The government will streamline childcare subsidies for 1.2 million families under its $3.5 billion Jobs for Families package. From July 1, 2017, families on incomes of between $65,000 and $170,000 will be about $30 a week better off. Those on higher incomes will, on average, continue to receive the same level of support. Families on incomes of less than $65,000 a year will continue to receive 12 hours of early childhood learning a week.
WHY IS THE GOVERNMENT DOING IT?
The government says it’s about the economy and jobs, not welfare. Easier childcare subsidy arrangements will make it easier for mothers to get back into the workforce. They estimate the new measures will encourage more than 240,000 families – including 38,000 jobless families – to increase their involvement in paid employment.
HOW WILL IT BE PAID FOR?
The government wants the Senate to pass its changes to the Family Tax Benefit announced in last year’s budget. These savings will offset the costs of the significant improvements to child care and early childhood learning, it says. Labor is ruling out support, but Prime Minister Tony Abbott says the government will discuss the changes with the opposition.
ARE THERE ANY CONCERNS?
Yes. There are concerns that children of families earning over $65,000 with a stay-at-home parent will be locked out of early childhood learning opportunities because they won’t receive subsidies. The Greens are also concerned the package doesn’t address waiting lists.
WHAT THEY SAID ABOUT IT
“We are changing the economics of going back to work.” – Prime Minister Tony Abbott
“We want low and middle income families to have more incentive to get ahead and this package gives it to them.” – PM.
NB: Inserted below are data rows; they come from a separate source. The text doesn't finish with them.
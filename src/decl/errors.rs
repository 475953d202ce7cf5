//! Compile-surface error types.
//!
//! Error codes:
//! - MODEL_COMPILE_UNSUPPORTED_TYPE
//! - MODEL_COMPILE_CONSTRAINT_CONFLICT
//! - MODEL_COMPILE_BAD_PATTERN
//! - MODEL_COMPILE_BAD_DEFAULT
//! - MODEL_COMPILE_DUPLICATE_FIELD
//! - MODEL_COMPILE_UNKNOWN_MODEL
//! - MODEL_COMPILE_IMMUTABLE
//! - MODEL_COMPILE_MALFORMED_FILE
//! - MODEL_COMPILE_BAD_PARAM
//!
//! Every compile error is fatal for the affected declaration and is raised
//! at definition time, never while a document is being validated.

use std::fmt;

/// Compile error codes.
#[derive(Debug, Clone, Copy, PartialEq, Eq)]
pub enum CompileErrorCode {
    /// A type annotation the compiler does not support
    UnsupportedType,
    /// An internally contradictory or inapplicable constraint set
    ConstraintConflict,
    /// A string pattern that fails to compile
    BadPattern,
    /// A declared default that violates its own field's rules
    BadDefault,
    /// Two fields with the same name in one model
    DuplicateField,
    /// A reference to a model or custom parser that does not exist
    UnknownModel,
    /// Attempt to re-register an existing model name
    Immutable,
    /// A declaration file that cannot be read or parsed
    MalformedFile,
    /// An invalid handler parameter declaration
    BadParam,
}

impl CompileErrorCode {
    /// Returns the stable string code.
    pub fn code(&self) -> &'static str {
        match self {
            CompileErrorCode::UnsupportedType => "MODEL_COMPILE_UNSUPPORTED_TYPE",
            CompileErrorCode::ConstraintConflict => "MODEL_COMPILE_CONSTRAINT_CONFLICT",
            CompileErrorCode::BadPattern => "MODEL_COMPILE_BAD_PATTERN",
            CompileErrorCode::BadDefault => "MODEL_COMPILE_BAD_DEFAULT",
            CompileErrorCode::DuplicateField => "MODEL_COMPILE_DUPLICATE_FIELD",
            CompileErrorCode::UnknownModel => "MODEL_COMPILE_UNKNOWN_MODEL",
            CompileErrorCode::Immutable => "MODEL_COMPILE_IMMUTABLE",
            CompileErrorCode::MalformedFile => "MODEL_COMPILE_MALFORMED_FILE",
            CompileErrorCode::BadParam => "MODEL_COMPILE_BAD_PARAM",
        }
    }
}

impl fmt::Display for CompileErrorCode {
    fn fmt(&self, f: &mut fmt::Formatter<'_>) -> fmt::Result {
        write!(f, "{}", self.code())
    }
}

/// Compile error with full context.
#[derive(Debug, Clone)]
pub struct CompileError {
    code: CompileErrorCode,
    message: String,
    model: Option<String>,
    field: Option<String>,
}

impl CompileError {
    /// Create an unsupported type error.
    pub fn unsupported_type(
        model: impl Into<String>,
        field: impl Into<String>,
        detail: impl Into<String>,
    ) -> Self {
        let field = field.into();
        Self {
            code: CompileErrorCode::UnsupportedType,
            message: format!("field '{}': {}", field, detail.into()),
            model: Some(model.into()),
            field: Some(field),
        }
    }

    /// Create a constraint conflict error.
    pub fn constraint_conflict(
        model: impl Into<String>,
        field: impl Into<String>,
        detail: impl Into<String>,
    ) -> Self {
        let field = field.into();
        Self {
            code: CompileErrorCode::ConstraintConflict,
            message: format!("field '{}': {}", field, detail.into()),
            model: Some(model.into()),
            field: Some(field),
        }
    }

    /// Create a bad pattern error.
    pub fn bad_pattern(
        model: impl Into<String>,
        field: impl Into<String>,
        reason: impl Into<String>,
    ) -> Self {
        let field = field.into();
        Self {
            code: CompileErrorCode::BadPattern,
            message: format!("field '{}': invalid pattern: {}", field, reason.into()),
            model: Some(model.into()),
            field: Some(field),
        }
    }

    /// Create a bad default error.
    pub fn bad_default(
        model: impl Into<String>,
        field: impl Into<String>,
        reason: impl Into<String>,
    ) -> Self {
        let field = field.into();
        Self {
            code: CompileErrorCode::BadDefault,
            message: format!(
                "field '{}': default violates field rules: {}",
                field,
                reason.into()
            ),
            model: Some(model.into()),
            field: Some(field),
        }
    }

    /// Create a duplicate field error.
    pub fn duplicate_field(model: impl Into<String>, field: impl Into<String>) -> Self {
        let field = field.into();
        Self {
            code: CompileErrorCode::DuplicateField,
            message: format!("duplicate field name '{}'", field),
            model: Some(model.into()),
            field: Some(field),
        }
    }

    /// Create an unknown model reference error.
    pub fn unknown_model(model: impl Into<String>, referenced: impl Into<String>) -> Self {
        Self {
            code: CompileErrorCode::UnknownModel,
            message: format!("reference to unknown model '{}'", referenced.into()),
            model: Some(model.into()),
            field: None,
        }
    }

    /// Create an unknown custom parser error.
    pub fn unknown_parser(
        model: impl Into<String>,
        field: impl Into<String>,
        parser: impl Into<String>,
    ) -> Self {
        let field = field.into();
        Self {
            code: CompileErrorCode::UnknownModel,
            message: format!(
                "field '{}': reference to unregistered parser '{}'",
                field,
                parser.into()
            ),
            model: Some(model.into()),
            field: Some(field),
        }
    }

    /// Create an immutable registration error.
    pub fn immutable(model: impl Into<String>) -> Self {
        let model = model.into();
        Self {
            code: CompileErrorCode::Immutable,
            message: format!("model '{}' is already registered", model),
            model: Some(model),
            field: None,
        }
    }

    /// Create a malformed declaration file error.
    pub fn malformed_file(path: impl Into<String>, reason: impl Into<String>) -> Self {
        Self {
            code: CompileErrorCode::MalformedFile,
            message: format!(
                "malformed declaration file '{}': {}",
                path.into(),
                reason.into()
            ),
            model: None,
            field: None,
        }
    }

    /// Create an invalid handler parameter error.
    pub fn bad_param(
        handler: impl Into<String>,
        param: impl Into<String>,
        reason: impl Into<String>,
    ) -> Self {
        let param = param.into();
        Self {
            code: CompileErrorCode::BadParam,
            message: format!("parameter '{}': {}", param, reason.into()),
            model: Some(handler.into()),
            field: Some(param),
        }
    }

    /// Returns the error code.
    pub fn code(&self) -> CompileErrorCode {
        self.code
    }

    /// Returns the error message.
    pub fn message(&self) -> &str {
        &self.message
    }

    /// Returns the model (or handler) name if applicable.
    pub fn model(&self) -> Option<&str> {
        self.model.as_deref()
    }

    /// Returns the field (or parameter) name if applicable.
    pub fn field(&self) -> Option<&str> {
        self.field.as_deref()
    }
}

impl fmt::Display for CompileError {
    fn fmt(&self, f: &mut fmt::Formatter<'_>) -> fmt::Result {
        write!(f, "[FATAL] {}: ", self.code.code())?;
        if let Some(model) = &self.model {
            write!(f, "model '{}': ", model)?;
        }
        write!(f, "{}", self.message)
    }
}

impl std::error::Error for CompileError {}

/// Result type for compile operations.
pub type CompileResult<T> = Result<T, CompileError>;

#[cfg(test)]
mod tests {
    use super::*;

    #[test]
    fn test_error_codes_are_stable() {
        assert_eq!(
            CompileErrorCode::UnsupportedType.code(),
            "MODEL_COMPILE_UNSUPPORTED_TYPE"
        );
        assert_eq!(
            CompileErrorCode::ConstraintConflict.code(),
            "MODEL_COMPILE_CONSTRAINT_CONFLICT"
        );
        assert_eq!(CompileErrorCode::Immutable.code(), "MODEL_COMPILE_IMMUTABLE");
        assert_eq!(CompileErrorCode::BadParam.code(), "MODEL_COMPILE_BAD_PARAM");
    }

    #[test]
    fn test_display_includes_model_and_code() {
        let err = CompileError::constraint_conflict("user", "age", "ge 10 greater than le 5");
        let display = format!("{}", err);
        assert!(display.contains("MODEL_COMPILE_CONSTRAINT_CONFLICT"));
        assert!(display.contains("user"));
        assert!(display.contains("age"));
        assert!(display.contains("FATAL"));
    }

    #[test]
    fn test_duplicate_field_carries_context() {
        let err = CompileError::duplicate_field("order", "qty");
        assert_eq!(err.code(), CompileErrorCode::DuplicateField);
        assert_eq!(err.model(), Some("order"));
        assert_eq!(err.field(), Some("qty"));
    }
}
//! Per-call validation context.
//!
//! One context lives for exactly one top-level validation call and
//! everything it recursively triggers. It carries the call's bump arena
//! (intermediate path strings and uniqueness keys are allocated there and
//! bulk-freed when the arena drops), the accumulating error list, and the
//! recursion-depth counter. A context is never shared across threads or
//! across concurrent calls.

use bumpalo::Bump;
use std::sync::OnceLock;

use super::errors::ValidationError;

/// Suspend/resume callbacks into a host runtime's collector.
///
/// An embedder whose host language has a stop-the-world collector installs
/// these once at startup; validation then pauses collection for the
/// duration of every callback into host-managed code. Without installed
/// hooks the guard is a no-op, which is the correct behavior under an
/// ownership-based runtime with no tracing collector.
#[derive(Debug, Clone, Copy)]
pub struct HostHooks {
    /// Called before control crosses into host-managed code
    pub suspend: fn(),
    /// Called after control returns
    pub resume: fn(),
}

static HOST_HOOKS: OnceLock<HostHooks> = OnceLock::new();

/// Installs host collector hooks. First installation wins; later calls
/// return false and change nothing.
pub fn install_host_hooks(hooks: HostHooks) -> bool {
    HOST_HOOKS.set(hooks).is_ok()
}

/// Scoped collector pause around a host callback.
///
/// Suspends on construction, resumes on drop. A no-op unless an embedder
/// installed [`HostHooks`].
pub struct HostGuard {
    active: bool,
}

impl HostGuard {
    /// Pauses the host collector for the guard's lifetime.
    pub fn pause() -> Self {
        match HOST_HOOKS.get() {
            Some(hooks) => {
                (hooks.suspend)();
                Self { active: true }
            }
            None => Self { active: false },
        }
    }
}

impl Drop for HostGuard {
    fn drop(&mut self) {
        if self.active {
            if let Some(hooks) = HOST_HOOKS.get() {
                (hooks.resume)();
            }
        }
    }
}

/// Mutable state for one top-level validation call.
pub struct ValidationContext<'a> {
    arena: &'a Bump,
    errors: Vec<ValidationError>,
    depth: usize,
    max_depth: usize,
    /// Effective coercion mode for the model currently being validated
    pub(crate) strict: bool,
    /// Engine-wide default coercion mode, the fallback for models without
    /// a `strict_types` override
    pub(crate) engine_strict: bool,
    /// True when the call runs on the interpreted path
    pub(crate) interpreted: bool,
}

impl<'a> ValidationContext<'a> {
    /// Creates a context for one top-level call.
    pub fn new(arena: &'a Bump, max_depth: usize, strict: bool, interpreted: bool) -> Self {
        Self {
            arena,
            errors: Vec::new(),
            depth: 0,
            max_depth,
            strict,
            engine_strict: strict,
            interpreted,
        }
    }

    /// The call's arena.
    pub fn arena(&self) -> &'a Bump {
        self.arena
    }

    /// Records an error.
    pub fn push_error(&mut self, error: ValidationError) {
        self.errors.push(error);
    }

    /// Number of errors recorded so far.
    pub fn error_count(&self) -> usize {
        self.errors.len()
    }

    /// Discards errors recorded past `mark`, returning their messages.
    ///
    /// Union validation tries alternatives against the live context and
    /// rolls back the ones that fail.
    pub fn rollback_to(&mut self, mark: usize) -> Vec<String> {
        self.errors.drain(mark..).map(|e| e.message).collect()
    }

    /// Consumes the context's accumulated errors.
    pub fn take_errors(&mut self) -> Vec<ValidationError> {
        std::mem::take(&mut self.errors)
    }

    /// Enters one level of nested-model validation. Returns false and
    /// records a recursion-limit error when the maximum is exceeded.
    pub fn descend(&mut self, path: &str) -> bool {
        if self.depth >= self.max_depth {
            self.push_error(ValidationError::recursion_limit(path, self.max_depth));
            return false;
        }
        self.depth += 1;
        true
    }

    /// Leaves one level of nested-model validation.
    pub fn ascend(&mut self) {
        debug_assert!(self.depth > 0);
        self.depth = self.depth.saturating_sub(1);
    }

    /// Joins a field name onto a path prefix, arena-allocated.
    pub fn child_path(&self, prefix: &str, name: &str) -> &'a str {
        if prefix.is_empty() {
            self.arena.alloc_str(name)
        } else {
            bumpalo::format!(in self.arena, "{}.{}", prefix, name).into_bump_str()
        }
    }

    /// Joins a list index onto a path prefix, arena-allocated.
    pub fn index_path(&self, prefix: &str, index: usize) -> &'a str {
        if prefix.is_empty() {
            bumpalo::format!(in self.arena, "{}", index).into_bump_str()
        } else {
            bumpalo::format!(in self.arena, "{}.{}", prefix, index).into_bump_str()
        }
    }
}
//! User-supplied validation callbacks.
//!
//! Hooks are process-local: they attach to a declaration through the
//! builder and are never serialized with it. A field hook runs after the
//! field's built-in checks pass and sees every field validated so far; a
//! root hook runs once after all fields pass; a custom parser replaces the
//! built-in type check entirely and forces the interpreted path.

use serde_json::{Map, Value};
use std::fmt;
use std::sync::Arc;

/// Fields validated so far, in declaration order.
pub type FieldsSoFar = Map<String, Value>;

type FieldHookFn =
    dyn Fn(&Value, &FieldsSoFar) -> Result<Option<Value>, String> + Send + Sync;
type RootHookFn =
    dyn Fn(&FieldsSoFar) -> Result<Option<FieldsSoFar>, String> + Send + Sync;
type ParserFn = dyn Fn(&Value) -> Result<Value, String> + Send + Sync;

/// A per-field hook: may reject with a message or replace the coerced value.
#[derive(Clone)]
pub struct FieldHook {
    func: Arc<FieldHookFn>,
}

impl FieldHook {
    /// Wraps a callback. `Ok(None)` keeps the coerced value, `Ok(Some(v))`
    /// replaces it, `Err(msg)` rejects the field.
    pub fn new(
        func: impl Fn(&Value, &FieldsSoFar) -> Result<Option<Value>, String>
            + Send
            + Sync
            + 'static,
    ) -> Self {
        Self {
            func: Arc::new(func),
        }
    }

    pub(crate) fn call(
        &self,
        value: &Value,
        so_far: &FieldsSoFar,
    ) -> Result<Option<Value>, String> {
        (self.func)(value, so_far)
    }
}

impl fmt::Debug for FieldHook {
    fn fmt(&self, f: &mut fmt::Formatter<'_>) -> fmt::Result {
        f.write_str("FieldHook(..)")
    }
}

/// A whole-model hook: may reject or transform the assembled mapping.
#[derive(Clone)]
pub struct RootHook {
    func: Arc<RootHookFn>,
}

impl RootHook {
    /// Wraps a callback. `Ok(None)` keeps the mapping, `Ok(Some(m))`
    /// replaces it, `Err(msg)` rejects the whole instance.
    pub fn new(
        func: impl Fn(&FieldsSoFar) -> Result<Option<FieldsSoFar>, String>
            + Send
            + Sync
            + 'static,
    ) -> Self {
        Self {
            func: Arc::new(func),
        }
    }

    pub(crate) fn call(&self, fields: &FieldsSoFar) -> Result<Option<FieldsSoFar>, String> {
        (self.func)(fields)
    }
}

impl fmt::Debug for RootHook {
    fn fmt(&self, f: &mut fmt::Formatter<'_>) -> fmt::Result {
        f.write_str("RootHook(..)")
    }
}

/// A registered custom type parser, referenced by `TypeExpr::Custom`.
///
/// The parser receives the raw value and returns the coerced value or a
/// rejection message. Models using one are never fast-path compiled.
#[derive(Clone)]
pub struct CustomParser {
    name: String,
    func: Arc<ParserFn>,
}

impl CustomParser {
    /// Wraps a parser callback under the given name.
    pub fn new(
        name: impl Into<String>,
        func: impl Fn(&Value) -> Result<Value, String> + Send + Sync + 'static,
    ) -> Self {
        Self {
            name: name.into(),
            func: Arc::new(func),
        }
    }

    /// Returns the registered name.
    pub fn name(&self) -> &str {
        &self.name
    }

    pub(crate) fn call(&self, value: &Value) -> Result<Value, String> {
        (self.func)(value)
    }
}

impl fmt::Debug for CustomParser {
    fn fmt(&self, f: &mut fmt::Formatter<'_>) -> fmt::Result {
        write!(f, "CustomParser({})", self.name)
    }
}
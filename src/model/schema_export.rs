//! Structural schema export.
//!
//! Derives a field → {type, constraints, required, default} description
//! straight from the compiled spec. Nothing is re-validated; the export
//! is a pure projection.

use serde::Serialize;
use serde_json::Value;

use crate::decl::types::TypeExpr;
use crate::decl::{Constraints, ModelSpec};

/// One field's structural description.
#[derive(Debug, Clone, Serialize)]
pub struct FieldSchema {
    /// Field name
    pub name: String,
    /// Rendered type label, e.g. `list[model[item]]`
    #[serde(rename = "type")]
    pub type_label: String,
    /// Whether the field must be present
    pub required: bool,
    /// Default substituted when missing
    #[serde(skip_serializing_if = "Option::is_none")]
    pub default: Option<Value>,
    /// Declared constraints
    #[serde(skip_serializing_if = "Constraints::is_empty")]
    pub constraints: Constraints,
}

/// A model's structural description.
#[derive(Debug, Clone, Serialize)]
pub struct ModelSchema {
    /// Model name
    pub model: String,
    /// Declared description, when present
    #[serde(skip_serializing_if = "Option::is_none")]
    pub description: Option<String>,
    /// Fields in declaration order
    pub fields: Vec<FieldSchema>,
}

impl ModelSchema {
    /// Projects a spec into its structural description.
    pub fn from_spec(spec: &ModelSpec) -> Self {
        let fields = spec
            .decls
            .iter()
            .map(|decl| FieldSchema {
                name: decl.name.clone(),
                type_label: type_label(&decl.ty),
                required: decl.required,
                default: decl.default.clone(),
                constraints: decl.constraints.clone(),
            })
            .collect();
        Self {
            model: spec.name.clone(),
            description: spec.description.clone(),
            fields,
        }
    }

    /// Serializes the description to a JSON value.
    pub fn to_value(&self) -> Value {
        serde_json::to_value(self).unwrap_or(Value::Null)
    }
}

/// Renders a type expression as a compact label.
pub fn type_label(ty: &TypeExpr) -> String {
    match ty {
        TypeExpr::Int
        | TypeExpr::Float
        | TypeExpr::Str
        | TypeExpr::Bool
        | TypeExpr::Datetime
        | TypeExpr::Uuid => ty.type_name().to_string(),
        TypeExpr::List { item } => format!("list[{}]", type_label(item)),
        TypeExpr::Optional { inner } => format!("optional[{}]", type_label(inner)),
        TypeExpr::Union { alternatives } => {
            let labels: Vec<String> = alternatives.iter().map(type_label).collect();
            format!("union[{}]", labels.join("|"))
        }
        TypeExpr::Model { model } => format!("model[{}]", model),
        TypeExpr::Custom { parser } => format!("custom[{}]", parser),
    }
}

#[cfg(test)]
mod tests {
    use super::*;
    use crate::decl::{Field, ModelBuilder, SpecRegistry};
    use serde_json::json;

    #[test]
    fn test_type_labels() {
        assert_eq!(type_label(&TypeExpr::Int), "int");
        assert_eq!(type_label(&TypeExpr::list(TypeExpr::Str)), "list[str]");
        assert_eq!(
            type_label(&TypeExpr::optional(TypeExpr::model("user"))),
            "optional[model[user]]"
        );
        assert_eq!(
            type_label(&TypeExpr::union(vec![TypeExpr::Int, TypeExpr::Str])),
            "union[int|str]"
        );
    }

    #[test]
    fn test_schema_export_projects_spec() {
        let registry = SpecRegistry::new();
        registry
            .register(
                ModelBuilder::new("user")
                    .description("a user record")
                    .field(Field::required("name", TypeExpr::Str).min_len(2).max_len(40))
                    .field(Field::with_default("age", TypeExpr::Int, json!(0)))
                    .build(),
            )
            .unwrap();
        registry.finalize().unwrap();

        let spec = registry.get("user").unwrap();
        let schema = ModelSchema::from_spec(&spec);
        assert_eq!(schema.model, "user");
        assert_eq!(schema.description.as_deref(), Some("a user record"));
        assert_eq!(schema.fields.len(), 2);

        let value = schema.to_value();
        assert_eq!(value["fields"][0]["name"], "name");
        assert_eq!(value["fields"][0]["type"], "str");
        assert_eq!(value["fields"][0]["required"], true);
        assert_eq!(value["fields"][0]["constraints"]["min_len"], 2);
        assert_eq!(value["fields"][1]["default"], 0);
        // No constraints key when the field has none.
        assert!(value["fields"][1].get("constraints").is_none());
    }
}
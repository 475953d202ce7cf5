//! The fallback interpreter — the slow path.
//!
//! Walks the raw field declarations directly, with no reliance on the
//! compiled validator tree: integer bounds are narrowed per call, patterns
//! are built per call, constraint routing is re-derived from the type
//! expression. It runs when a declaration uses a feature the fast path
//! does not represent (custom parsers), when the fast path hits an
//! unexpected internal error, or when configuration disables the fast
//! path.
//!
//! Accept/reject decisions and coerced values must be identical to the
//! fast path for every shared feature — the equivalence suite in
//! `tests/equivalence.rs` holds both paths to that contract.

use regex::Regex;
use serde_json::Value;

use crate::decl::types::{Constraints, TypeExpr};
use crate::decl::SpecRegistry;
use crate::validate::context::{HostGuard, ValidationContext};
use crate::validate::errors::ValidationError;
use crate::validate::validator::{
    check_bool, check_datetime, check_float, check_int, check_item_count, check_str,
    check_uniqueness, check_uuid, validate_model_ref, validate_union_with,
};

/// Interprets one declaration against one raw value. Same contract as the
/// compiled `Validator::validate`: coerced value on success, `None` with
/// recorded errors on failure.
pub(crate) fn check_value(
    ty: &TypeExpr,
    cons: &Constraints,
    value: &Value,
    path: &str,
    ctx: &mut ValidationContext<'_>,
    registry: &SpecRegistry,
) -> Option<Value> {
    match ty {
        TypeExpr::Int => {
            let (ge, le, multiple_of) = cons.int_bounds();
            check_int(value, path, ge, le, multiple_of, ctx)
        }
        TypeExpr::Float => check_float(value, path, cons.ge, cons.le, cons.multiple_of, ctx),
        TypeExpr::Str => {
            let pattern = match &cons.pattern {
                Some(p) => match Regex::new(p) {
                    Ok(re) => Some(re),
                    Err(_) => {
                        // The declaration was vetted at compile time, so
                        // this cannot happen; reject rather than accept.
                        ctx.push_error(ValidationError::constraint(
                            path,
                            format!("pattern '{}' failed to build", p),
                            value,
                        ));
                        return None;
                    }
                },
                None => None,
            };
            check_str(
                value,
                path,
                cons.min_len,
                cons.max_len,
                pattern.as_ref(),
                cons.trim,
                cons.lowercase,
                ctx,
            )
        }
        TypeExpr::Bool => check_bool(value, path, ctx),
        TypeExpr::Datetime => check_datetime(value, path, ctx),
        TypeExpr::Uuid => check_uuid(value, path, ctx),
        TypeExpr::List { item } => {
            let items = match value.as_array() {
                Some(items) => items,
                None => {
                    ctx.push_error(ValidationError::type_mismatch(path, "list", value));
                    return None;
                }
            };

            let mut failed = check_item_count(
                items.len(),
                path,
                cons.min_items,
                cons.max_items,
                value,
                ctx,
            );

            let item_cons = cons.without_list();
            let mut coerced = Vec::with_capacity(items.len());
            for (i, raw) in items.iter().enumerate() {
                let item_path = ctx.index_path(path, i);
                match check_value(item, &item_cons, raw, item_path, ctx, registry) {
                    Some(v) => coerced.push(v),
                    None => failed = true,
                }
            }

            if !failed && cons.unique_items {
                failed = check_uniqueness(&coerced, path, ctx);
            }

            if failed {
                None
            } else {
                Some(Value::Array(coerced))
            }
        }
        TypeExpr::Optional { inner } => {
            if value.is_null() {
                Some(Value::Null)
            } else {
                check_value(inner, cons, value, path, ctx, registry)
            }
        }
        TypeExpr::Union { alternatives } => {
            validate_union_with(alternatives, value, path, ctx, |alt, ctx| {
                (
                    alt.type_name(),
                    check_value(alt, cons, value, path, ctx, registry),
                )
            })
        }
        TypeExpr::Model { model } => validate_model_ref(model, value, path, ctx, registry),
        TypeExpr::Custom { parser } => {
            let Some(parser) = registry.parser(parser) else {
                // Unreachable after finalize; reject rather than accept.
                ctx.push_error(ValidationError::constraint(
                    path,
                    format!("unknown parser '{}'", parser),
                    value,
                ));
                return None;
            };
            let outcome = {
                let _guard = HostGuard::pause();
                parser.call(value)
            };
            match outcome {
                Ok(v) => Some(v),
                Err(msg) => {
                    ctx.push_error(ValidationError::custom(path, msg, Some(value.clone())));
                    None
                }
            }
        }
    }
}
“The something-for-nothing bus for those above $65,000 on child care, where there’s no activity test, that will stop running on the first of July 2017.” – Social Services Minister Scott Morrison
“Children don’t get cheaper when they turn six. We didn’t support it then, we won’t be supporting it now, we won’t be supporting these cuts in the future.” – Shadow Treasurer Chris Bowen
“I think there are certain elements of the package that will have a positive impact. It will make child care more affordable for many middle-income families and low-income working families.” – Early Childhood Australia chief executive Samantha Page
“We would really be distressed to see children and families being used as political footballs in a Senate game.” – Assistant national secretary for United Voice, the union representing childcare workers, Helen Gibbons.